Per anni gli Usa sono stati per noi dollari, jeans e Coca-Cola. E ora? Gli americani sono meno fiduciosi nelle loro istituzioni e nella realizzabilità del loro sogno. Tutte le incognite che pesano sulla nostra comprensione
Che cosa sappiamo degli americani oggi, alla vigilia del voto per il prossimo presidente? Cosa sappiamo noi italiani dell’America che per ottant’anni ha impregnato la nostra vita? Generazione dopo generazione, abbiamo vissuto tante Americhe, abbiamo visto tanti americani; Americhe e americani diversi nei miti, nei riti, nelle immagini proiettate dal cinema. Tutto è diverso, tutto cambia, ma la girandola del tempo ruota ancora attorno a un triangolo magico: il dollaro, i jeans, la Coca-Cola. Nonostante i patetici tentativi di ridimensionarlo (ultimo quello di Vladimir Putin) il biglietto verde regna sui cinque continenti e il passaporto americano è il documento d’identità più ambito. I jeans li fanno anche in Cina, ma la Levi’s li produce solo negli States, cotone e manifattura a stelle e strisce, rigorosamente ecologici. Di Coca-Cola ce n’è una per ogni paese, Russia compresa, però la formula resta il più segreto dei segreti. Certo, il complesso militar-industriale, lo spazio (la bandiera a stelle e strisce piantata sulla Luna, o no?), la bomba, internet, l’intelligenza artificiale. Tuttavia, lo stesso trittico che ha attraversato le nostre vite segna ancor oggi noi e gli americani, questi sconosciuti.

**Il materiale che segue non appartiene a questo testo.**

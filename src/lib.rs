//! Search TheMealDB and narrow the results by category, preparation time and text.
//!
//! The pieces, from the wire inwards:
//! [`MealDbProvider`] fetches raw records and normalizes them into [`Recipe`]s,
//! [`RecipeStore`] keeps the latest batch, [`apply_filters`] selects what to
//! show, and a [`View`] shows it. [`Controller`] drives all of them from user
//! events.

pub mod config;
pub mod controller;
pub mod error;
pub mod filter;
pub mod ingredients;
pub mod meal;
pub mod model;
pub mod normalizer;
pub mod provider;
pub mod render;
pub mod store;

pub use config::FinderConfig;
pub use controller::Controller;
pub use error::FinderError;
pub use filter::{apply_filters, CategoryFilter, FilterCriteria};
pub use model::{Recipe, RecipeId};
pub use provider::{MealDbProvider, RecipeProvider};
pub use render::{HtmlView, TextView, View};
pub use store::RecipeStore;

/// Fetch recipes for `query` from TheMealDB using configuration from the environment.
///
/// Provider failures come back as an empty list; only configuration problems are errors.
pub async fn search_recipes(query: &str) -> Result<Vec<Recipe>, FinderError> {
    let config = FinderConfig::load()?;
    let provider = MealDbProvider::new(&config)?;
    Ok(provider.fetch_recipes(query).await)
}
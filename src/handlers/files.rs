//! `/files/<name>` — read and write resources in the sandbox.

use tracing::debug;

use super::{HandlerError, respond};
use crate::context::Context;
use crate::{Response, StatusCode};

/// `GET /files/<name>` — the raw bytes of a stored resource.
pub async fn get(ctx: Context) -> Response {
    respond(read(&ctx).await)
}

/// `POST /files/<name>` — store the request body under `name`.
///
/// `Content-Length` is enforced by the session before this runs.
pub async fn put(ctx: Context) -> Response {
    respond(write(&ctx).await)
}

async fn read(ctx: &Context) -> Result<Response, HandlerError> {
    let name = ctx.suffix();
    let state = ctx.state();
    let contents = state.files.read(name).await?;

    debug!(resource = name, bytes = contents.len(), "serving file");
    Ok(Response::new(StatusCode::Ok)
        .header("Content-Type", state.mime.for_name(name))
        .body(contents))
}

async fn write(ctx: &Context) -> Result<Response, HandlerError> {
    let name = ctx.suffix();
    let body = ctx.request().body();
    ctx.state().files.write(name, body).await?;

    debug!(resource = name, bytes = body.len(), "stored file");
    Ok(Response::new(StatusCode::Created))
}
//! # halo
//!
//! A minimal HTTP/1.1 server written directly over a TCP byte stream.
//!
//! The crate frames requests by hand, completes bodies by `Content-Length`,
//! keeps connections alive between sequential requests, and writes both
//! fixed-length and chunked responses. Routes:
//!
//! | Request               | Response                                  |
//! |-----------------------|-------------------------------------------|
//! | `GET /`               | fixed greeting                            |
//! | `GET /files/<name>`   | stored file bytes                         |
//! | `GET /stream`         | ten chunks, `1` through `10`              |
//! | `POST /files/<name>`  | stores the body, `201 Created`            |
//! | `POST /halo`          | echoes the body                           |
//!
//! ## Quick Start
//!
//! ```rust,no_run
//! use std::sync::Arc;
//! use halo::config::ServerConfig;
//! use halo::context::AppState;
//! use halo::handlers;
//! use halo::server::Server;
//!
//! #[tokio::main]
//! async fn main() -> Result<(), Box<dyn std::error::Error>> {
//!     let config = ServerConfig::default();
//!     let router = handlers::routes(Arc::new(AppState::from_config(&config)));
//!     Server::bind(&config.addr).await?.run(router).await?;
//!     Ok(())
//! }
//! ```

pub mod config;
pub mod context;
pub mod handlers;
pub mod http;
pub mod mime;
pub mod router;
pub mod server;
pub mod storage;

// ── Convenience re-exports ────────────────────────────────────────────────────
pub use http::{Body, Headers, Method, Request, Response, StatusCode};
pub use router::Router;
pub use server::{Server, ServerError};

Dollaro, jeans e Coca-Cola sbarcano in Sicilia e non se ne vanno più. Lo zio Sam porta il pane e il companatico, le Am-lire e la borsa nera. La penna caustica di Curzio Malaparte descrive gli americani nel loro doppio volto: occupanti e salvatori. Per farli digerire, accoppiando l’astuzia e la forza, c’è voluto un austro-italiano come Alcide De Gasperi del quale gli alleati non si fidavano fino in fondo.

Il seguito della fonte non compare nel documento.